En la tarde, antes de rezar, bebían más chocolate y pan dulce como merienda; luego, a las 10 de la noche, cenaban otro plato fuerte acompañado con frijoles “que no podían faltar en ninguna mesa”.
Acostumbraban comer en sus casas, pues la idea de ir a un restaurante apenas comenzaba a popularizarse en Europa.
“Hacía muy pocos años que en la ciudad de México se habían establecido los primeros cafés, sin embargo resultaba impensable las mujeres asistieran… existían los mesones que servían comida a los hospedados y a los señores que asistían a jugar a las cartas o a los dados”, describen los especialistas.
“Chiles militares y pollos gachupines”
Existe el manuscrito de un recetario fechado en “La Nueva España de 1817” que nos permite imaginar cómo era la vida cotidiana en las cocinas antes de que todos los platillos fueran tricolores.
“Al tiempo de guisar no consienta platiconas, ni más gente que la precisa que le ayuda”, aconsejaba la persona anónima que lo escribió. También decía: “El buen sazón consiste en tener buen paladar, no en pegarse a las recetas de este libro, así en los ingredientes como en las cantidades” y “la que bata las carnes en la olla no lleve anillos de metal porque los pierde”.
El investigador José Luis Curiel Monteagudo explica que en ese documento es de una marcada influencia española y no se incluyen antojitos cotidianos, como enchiladas, sopes, tacos o tamales, porque eran de conocimiento popular.
Años después, ya podríamos encontrar nuestras queridas garnachas en libros como El cocinero mexicano, otro recetario anónimo que se publicó en la Ciudad de México en 1831.
Pero mientras tanto, en ese momento de la historia cuando aún se habitaba la Nueva España y no México, no se hablaba de chiles trigarantes o en nogada, sino de “chiles militares”, servidos con relleno de carne picada, acompañado de duraznos y peras como guarnición sobre el caldillo de jitomate.
Había otros platillos llamados “pollo gachupín”, “séquito real”, “longanizas reales”, “estofado de religión”, “migas espiscopales”, “mole de monjas”... Se comían albondigones, huevos, embutidos hechos a mano y chorizos que usualmente eran blancos, no rojos.
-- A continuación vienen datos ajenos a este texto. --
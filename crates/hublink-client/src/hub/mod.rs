//! Hub layer: the RPC state machine running on top of a connection.

mod connection;
mod invocation;

pub use connection::HubConnection;

use std::sync::Arc;

use hublink_core::{ArgumentExtractor, ClientError, ClientResult};

/// User-visible lifecycle events of a hub connection.
///
/// All notifications arrive on the configured callback queue. `did_open`
/// and `did_reconnect` are mutually exclusive per session and always
/// precede any method callback or completion from that session;
/// `did_close` is the final notification of a session.
pub trait HubConnectionDelegate: Send + Sync {
    /// The hub handshake completed; the connection is usable.
    fn did_open(&self);

    /// The connection could not be opened.
    fn did_fail_to_open(&self, error: ClientError);

    /// The connection is gone.
    fn did_close(&self, error: Option<ClientError>);

    /// The connection dropped and a reconnect episode is starting.
    fn will_reconnect(&self, _error: ClientError) {}

    /// A reconnect episode finished; the connection is usable again.
    fn did_reconnect(&self) {}
}

/// Handler for a client-bound method invocation.
///
/// Receives the invocation's arguments as an extractor; a returned error
/// is logged, never propagated to the server.
pub type MethodHandler = Arc<dyn Fn(ArgumentExtractor) -> ClientResult<()> + Send + Sync>;

/// Identifies a streaming invocation for cancellation.
#[derive(Debug, Clone, PartialEq, Eq)]
pub struct StreamHandle {
    invocation_id: String,
}

impl StreamHandle {
    /// Wraps a raw invocation ID.
    pub fn from_raw(invocation_id: impl Into<String>) -> Self {
        Self {
            invocation_id: invocation_id.into(),
        }
    }

    /// The invocation ID this handle refers to.
    pub fn invocation_id(&self) -> &str {
        &self.invocation_id
    }
}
Entre las labores cotidianas, las cocineras cuajaban la “lechi” con cardo santo para hacer quesos, hacían conservas de jitomate y otras frutas, soletas, buñuelos, “atole de haba” para los enfermos, “ojalá los melancólicos desayunaran con él”, describía el recetario.
De acuerdo con José Luis Curiel Monteagudo, “hay que recordar que en la cocina de aquella época el médico, el boticario y el cocinero estaban hermanados y la mayoría de las medicinas se hacían en los fogones”.
Edmundo Escamilla y Yuri de Gortari detallan que las bodas se celebraban en desayunos con tamales y el menú de los grandes eventos estaba a cargo de las monjas; las fiestas públicas eran en las plazas o en los paseos.
En la ahora Ciudad de México ya existían paseos como Bucareli o la Alameda Central, la gente acudía a comer antojitos al canal de La Viga, recordemos que antes una parte importante de la Ciudad de México se recorría en trajineras.
“El movimiento armado inició, y como en toda guerra hubo dos necesidades principales; hacerse de alimentos para la tropa y de armamento”, escriben Escamilla y de Gortari, “Los campos comenzaron a ser abandonados... Durante los diez años de movimiento independentista, en las ciudades y pueblos sitiados hubo hambre y falta de alimentos, pero aún con todo y la guerra, esos mexicanos que buscaban su libertad continuaron haciendo su vida cotidiana”.